◆ REQUIRED WORK
Examine the records and identify each line that includes the string "runtime". Copy those lines.

[Extracted records]
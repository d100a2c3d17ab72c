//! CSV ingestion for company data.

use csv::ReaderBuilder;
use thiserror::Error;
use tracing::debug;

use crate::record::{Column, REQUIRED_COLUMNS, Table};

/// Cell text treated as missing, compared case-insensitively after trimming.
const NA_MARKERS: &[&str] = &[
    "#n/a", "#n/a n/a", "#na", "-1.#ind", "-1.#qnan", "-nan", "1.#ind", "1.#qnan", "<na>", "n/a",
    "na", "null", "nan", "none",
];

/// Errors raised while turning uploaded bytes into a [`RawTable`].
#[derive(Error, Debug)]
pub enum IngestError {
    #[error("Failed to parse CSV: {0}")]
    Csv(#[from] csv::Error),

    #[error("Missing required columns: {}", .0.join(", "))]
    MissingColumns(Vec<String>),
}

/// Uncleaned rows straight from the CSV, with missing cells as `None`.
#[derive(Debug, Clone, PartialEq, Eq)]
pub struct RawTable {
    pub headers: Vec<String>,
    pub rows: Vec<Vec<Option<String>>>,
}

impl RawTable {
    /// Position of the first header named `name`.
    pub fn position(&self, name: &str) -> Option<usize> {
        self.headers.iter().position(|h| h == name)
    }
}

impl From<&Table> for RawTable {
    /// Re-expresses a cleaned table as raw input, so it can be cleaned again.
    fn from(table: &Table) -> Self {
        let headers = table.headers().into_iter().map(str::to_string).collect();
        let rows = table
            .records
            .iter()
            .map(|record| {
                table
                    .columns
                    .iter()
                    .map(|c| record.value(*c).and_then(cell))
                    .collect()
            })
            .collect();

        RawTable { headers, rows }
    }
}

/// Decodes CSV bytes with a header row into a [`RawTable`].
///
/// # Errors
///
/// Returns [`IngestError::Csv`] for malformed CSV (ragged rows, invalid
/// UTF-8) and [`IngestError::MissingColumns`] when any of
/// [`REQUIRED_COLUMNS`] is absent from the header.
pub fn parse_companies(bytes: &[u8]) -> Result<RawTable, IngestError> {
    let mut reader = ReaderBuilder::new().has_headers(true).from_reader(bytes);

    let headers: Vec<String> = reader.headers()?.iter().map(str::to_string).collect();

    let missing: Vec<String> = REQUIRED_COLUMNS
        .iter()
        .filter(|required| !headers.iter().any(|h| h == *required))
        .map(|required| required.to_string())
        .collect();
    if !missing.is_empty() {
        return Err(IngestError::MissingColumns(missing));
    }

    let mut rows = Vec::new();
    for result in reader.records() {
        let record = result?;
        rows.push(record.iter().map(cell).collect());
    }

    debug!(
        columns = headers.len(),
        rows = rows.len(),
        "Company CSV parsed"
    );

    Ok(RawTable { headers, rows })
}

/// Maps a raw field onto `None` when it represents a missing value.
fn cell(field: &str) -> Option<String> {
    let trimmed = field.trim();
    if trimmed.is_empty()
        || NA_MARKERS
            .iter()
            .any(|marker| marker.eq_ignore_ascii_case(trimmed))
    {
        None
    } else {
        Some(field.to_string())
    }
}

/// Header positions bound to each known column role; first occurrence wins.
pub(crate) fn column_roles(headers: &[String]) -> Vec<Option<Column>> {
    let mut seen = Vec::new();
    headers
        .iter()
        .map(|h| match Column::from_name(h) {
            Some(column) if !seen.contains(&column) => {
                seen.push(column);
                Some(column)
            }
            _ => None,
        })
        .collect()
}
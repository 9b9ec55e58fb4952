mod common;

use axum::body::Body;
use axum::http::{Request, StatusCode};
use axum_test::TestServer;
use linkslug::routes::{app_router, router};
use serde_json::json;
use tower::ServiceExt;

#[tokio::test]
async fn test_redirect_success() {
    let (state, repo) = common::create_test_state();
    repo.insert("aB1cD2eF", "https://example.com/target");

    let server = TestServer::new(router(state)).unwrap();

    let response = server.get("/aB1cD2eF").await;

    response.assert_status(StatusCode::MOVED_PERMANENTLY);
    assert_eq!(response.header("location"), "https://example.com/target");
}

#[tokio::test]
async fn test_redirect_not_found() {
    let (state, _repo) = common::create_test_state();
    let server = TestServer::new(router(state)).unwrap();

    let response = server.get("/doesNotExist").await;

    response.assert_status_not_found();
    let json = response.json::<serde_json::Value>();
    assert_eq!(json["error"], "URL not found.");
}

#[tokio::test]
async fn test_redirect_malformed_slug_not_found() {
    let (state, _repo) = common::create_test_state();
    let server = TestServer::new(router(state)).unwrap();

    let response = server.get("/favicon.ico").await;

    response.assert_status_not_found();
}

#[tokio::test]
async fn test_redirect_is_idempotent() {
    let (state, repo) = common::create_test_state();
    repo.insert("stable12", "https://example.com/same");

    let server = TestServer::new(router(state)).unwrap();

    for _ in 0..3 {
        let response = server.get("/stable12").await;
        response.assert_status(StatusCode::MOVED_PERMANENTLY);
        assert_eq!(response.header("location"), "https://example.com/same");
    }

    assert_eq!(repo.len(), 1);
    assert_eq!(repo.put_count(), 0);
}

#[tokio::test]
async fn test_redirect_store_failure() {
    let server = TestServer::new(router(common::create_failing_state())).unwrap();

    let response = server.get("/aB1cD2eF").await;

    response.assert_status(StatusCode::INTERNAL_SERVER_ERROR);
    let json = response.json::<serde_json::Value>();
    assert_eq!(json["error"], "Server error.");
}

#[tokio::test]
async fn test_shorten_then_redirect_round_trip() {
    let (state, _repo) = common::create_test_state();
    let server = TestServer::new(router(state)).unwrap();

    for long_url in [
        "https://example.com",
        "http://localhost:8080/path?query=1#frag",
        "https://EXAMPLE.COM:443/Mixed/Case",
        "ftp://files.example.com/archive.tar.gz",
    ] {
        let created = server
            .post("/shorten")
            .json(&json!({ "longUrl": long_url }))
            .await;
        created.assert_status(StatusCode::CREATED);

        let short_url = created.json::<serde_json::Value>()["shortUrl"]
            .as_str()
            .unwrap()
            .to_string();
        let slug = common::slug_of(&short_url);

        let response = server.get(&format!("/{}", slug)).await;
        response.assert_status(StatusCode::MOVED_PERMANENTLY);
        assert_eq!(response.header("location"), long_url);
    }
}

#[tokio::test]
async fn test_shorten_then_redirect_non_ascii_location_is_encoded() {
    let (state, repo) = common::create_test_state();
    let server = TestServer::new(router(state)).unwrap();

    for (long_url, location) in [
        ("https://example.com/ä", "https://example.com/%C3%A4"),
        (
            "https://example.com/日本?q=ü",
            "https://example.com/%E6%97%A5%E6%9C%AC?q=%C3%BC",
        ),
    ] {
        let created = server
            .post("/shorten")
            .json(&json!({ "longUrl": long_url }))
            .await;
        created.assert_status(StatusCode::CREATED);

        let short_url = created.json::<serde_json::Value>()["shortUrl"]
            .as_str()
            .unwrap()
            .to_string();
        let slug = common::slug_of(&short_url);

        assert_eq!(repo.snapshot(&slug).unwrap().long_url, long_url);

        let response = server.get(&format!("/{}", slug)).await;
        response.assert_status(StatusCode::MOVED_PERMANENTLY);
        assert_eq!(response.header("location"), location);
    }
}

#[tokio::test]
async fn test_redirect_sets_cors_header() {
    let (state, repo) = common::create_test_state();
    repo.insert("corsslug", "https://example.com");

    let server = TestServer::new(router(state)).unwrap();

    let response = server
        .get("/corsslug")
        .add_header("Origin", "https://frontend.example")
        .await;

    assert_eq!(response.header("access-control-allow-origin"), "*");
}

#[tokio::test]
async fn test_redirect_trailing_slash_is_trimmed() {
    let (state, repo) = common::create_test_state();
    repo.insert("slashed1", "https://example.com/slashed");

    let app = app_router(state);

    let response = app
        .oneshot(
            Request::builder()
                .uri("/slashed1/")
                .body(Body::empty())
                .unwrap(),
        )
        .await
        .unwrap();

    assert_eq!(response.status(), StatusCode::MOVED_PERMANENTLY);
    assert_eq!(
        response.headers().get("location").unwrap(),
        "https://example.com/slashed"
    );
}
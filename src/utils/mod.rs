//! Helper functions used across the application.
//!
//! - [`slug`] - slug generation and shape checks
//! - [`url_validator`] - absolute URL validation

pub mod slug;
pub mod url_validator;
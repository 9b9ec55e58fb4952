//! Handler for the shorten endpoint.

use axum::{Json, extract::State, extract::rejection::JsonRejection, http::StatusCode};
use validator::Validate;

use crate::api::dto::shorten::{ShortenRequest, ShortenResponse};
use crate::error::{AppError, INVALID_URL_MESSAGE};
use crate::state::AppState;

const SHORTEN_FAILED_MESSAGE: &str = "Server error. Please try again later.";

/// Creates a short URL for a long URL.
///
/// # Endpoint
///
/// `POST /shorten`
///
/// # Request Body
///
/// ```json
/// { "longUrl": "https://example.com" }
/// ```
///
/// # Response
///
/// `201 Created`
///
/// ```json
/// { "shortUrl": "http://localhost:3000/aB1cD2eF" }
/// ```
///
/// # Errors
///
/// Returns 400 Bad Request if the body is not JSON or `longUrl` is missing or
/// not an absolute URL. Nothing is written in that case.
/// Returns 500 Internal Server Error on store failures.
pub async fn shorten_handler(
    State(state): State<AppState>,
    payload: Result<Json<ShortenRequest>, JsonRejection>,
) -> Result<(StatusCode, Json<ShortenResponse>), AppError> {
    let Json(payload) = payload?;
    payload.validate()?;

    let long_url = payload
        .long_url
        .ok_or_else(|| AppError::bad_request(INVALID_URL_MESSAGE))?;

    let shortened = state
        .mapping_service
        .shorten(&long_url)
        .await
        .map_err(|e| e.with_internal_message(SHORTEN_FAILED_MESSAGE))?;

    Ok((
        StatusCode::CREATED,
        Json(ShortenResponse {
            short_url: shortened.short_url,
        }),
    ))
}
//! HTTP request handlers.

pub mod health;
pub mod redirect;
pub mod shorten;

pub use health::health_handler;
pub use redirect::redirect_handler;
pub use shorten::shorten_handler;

...

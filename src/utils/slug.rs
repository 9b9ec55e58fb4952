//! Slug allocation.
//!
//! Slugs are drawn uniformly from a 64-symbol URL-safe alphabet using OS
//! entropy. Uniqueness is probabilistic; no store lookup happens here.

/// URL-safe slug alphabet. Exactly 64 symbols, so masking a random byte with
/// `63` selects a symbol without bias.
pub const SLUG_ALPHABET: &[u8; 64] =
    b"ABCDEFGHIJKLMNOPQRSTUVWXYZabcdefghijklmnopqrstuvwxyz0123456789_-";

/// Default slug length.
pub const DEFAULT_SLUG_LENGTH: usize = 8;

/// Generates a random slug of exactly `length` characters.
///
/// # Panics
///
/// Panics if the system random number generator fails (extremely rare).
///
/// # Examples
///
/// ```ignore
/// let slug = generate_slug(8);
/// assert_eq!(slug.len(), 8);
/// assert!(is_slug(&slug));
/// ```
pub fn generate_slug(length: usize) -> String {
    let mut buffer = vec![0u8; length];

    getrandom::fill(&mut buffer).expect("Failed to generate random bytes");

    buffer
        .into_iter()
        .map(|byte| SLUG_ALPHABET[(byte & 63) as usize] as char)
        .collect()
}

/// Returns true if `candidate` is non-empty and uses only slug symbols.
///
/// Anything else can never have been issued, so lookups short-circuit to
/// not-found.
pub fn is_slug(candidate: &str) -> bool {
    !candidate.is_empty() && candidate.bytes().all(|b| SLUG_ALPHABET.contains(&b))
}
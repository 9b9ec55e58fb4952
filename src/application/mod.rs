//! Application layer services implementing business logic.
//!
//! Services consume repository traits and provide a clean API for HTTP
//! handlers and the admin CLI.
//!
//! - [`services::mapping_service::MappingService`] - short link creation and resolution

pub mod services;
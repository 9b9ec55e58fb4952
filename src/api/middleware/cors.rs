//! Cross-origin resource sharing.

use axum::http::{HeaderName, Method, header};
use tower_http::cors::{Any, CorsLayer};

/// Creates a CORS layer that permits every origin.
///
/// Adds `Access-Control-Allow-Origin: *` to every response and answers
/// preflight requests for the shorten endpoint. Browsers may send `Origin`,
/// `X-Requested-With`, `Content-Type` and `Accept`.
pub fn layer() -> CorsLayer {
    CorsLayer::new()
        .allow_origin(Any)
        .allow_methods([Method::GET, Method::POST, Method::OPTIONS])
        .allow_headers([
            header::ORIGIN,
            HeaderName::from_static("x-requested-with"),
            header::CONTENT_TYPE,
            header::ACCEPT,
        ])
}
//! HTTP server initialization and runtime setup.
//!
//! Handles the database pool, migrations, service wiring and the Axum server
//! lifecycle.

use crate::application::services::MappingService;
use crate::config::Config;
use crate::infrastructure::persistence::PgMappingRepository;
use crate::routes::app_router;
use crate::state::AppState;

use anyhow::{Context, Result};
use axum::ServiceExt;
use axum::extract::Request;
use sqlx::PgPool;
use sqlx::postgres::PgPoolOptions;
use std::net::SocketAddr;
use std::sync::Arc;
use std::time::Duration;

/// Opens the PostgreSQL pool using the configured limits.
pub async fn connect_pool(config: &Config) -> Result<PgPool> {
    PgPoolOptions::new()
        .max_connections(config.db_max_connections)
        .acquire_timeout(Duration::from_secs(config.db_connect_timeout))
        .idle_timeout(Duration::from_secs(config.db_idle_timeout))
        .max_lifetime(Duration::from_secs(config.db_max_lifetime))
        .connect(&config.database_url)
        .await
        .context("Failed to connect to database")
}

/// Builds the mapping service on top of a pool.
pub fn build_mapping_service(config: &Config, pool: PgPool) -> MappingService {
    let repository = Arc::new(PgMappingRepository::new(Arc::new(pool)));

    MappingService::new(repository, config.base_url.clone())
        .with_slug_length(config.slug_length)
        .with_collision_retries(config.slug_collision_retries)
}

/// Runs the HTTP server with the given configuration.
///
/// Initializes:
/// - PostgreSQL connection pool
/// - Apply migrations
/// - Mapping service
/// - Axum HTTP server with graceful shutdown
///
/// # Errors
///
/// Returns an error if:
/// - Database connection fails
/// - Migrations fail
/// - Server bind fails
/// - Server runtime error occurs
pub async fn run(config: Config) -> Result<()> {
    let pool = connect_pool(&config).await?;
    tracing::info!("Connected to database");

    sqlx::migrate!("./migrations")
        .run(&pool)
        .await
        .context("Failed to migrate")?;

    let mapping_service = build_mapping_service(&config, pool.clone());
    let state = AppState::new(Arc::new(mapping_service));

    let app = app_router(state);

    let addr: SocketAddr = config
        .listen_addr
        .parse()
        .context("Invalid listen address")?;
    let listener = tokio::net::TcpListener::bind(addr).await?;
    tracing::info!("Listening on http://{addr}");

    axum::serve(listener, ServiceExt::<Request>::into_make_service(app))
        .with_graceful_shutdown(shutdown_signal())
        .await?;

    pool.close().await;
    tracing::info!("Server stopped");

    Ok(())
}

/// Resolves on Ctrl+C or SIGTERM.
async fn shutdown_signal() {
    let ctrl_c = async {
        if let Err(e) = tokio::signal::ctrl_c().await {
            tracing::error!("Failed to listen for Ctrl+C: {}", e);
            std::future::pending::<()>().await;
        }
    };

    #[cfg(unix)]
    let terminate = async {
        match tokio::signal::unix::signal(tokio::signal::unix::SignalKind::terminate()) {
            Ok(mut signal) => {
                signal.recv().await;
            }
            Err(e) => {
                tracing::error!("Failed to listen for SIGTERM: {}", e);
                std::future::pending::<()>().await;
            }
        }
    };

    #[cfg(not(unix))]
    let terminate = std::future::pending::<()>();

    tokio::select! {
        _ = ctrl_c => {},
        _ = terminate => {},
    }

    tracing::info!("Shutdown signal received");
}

◆ RESULT OF THE TASK
//! HTTP server initialization and runtime setup.
/// - Server runtime error occurs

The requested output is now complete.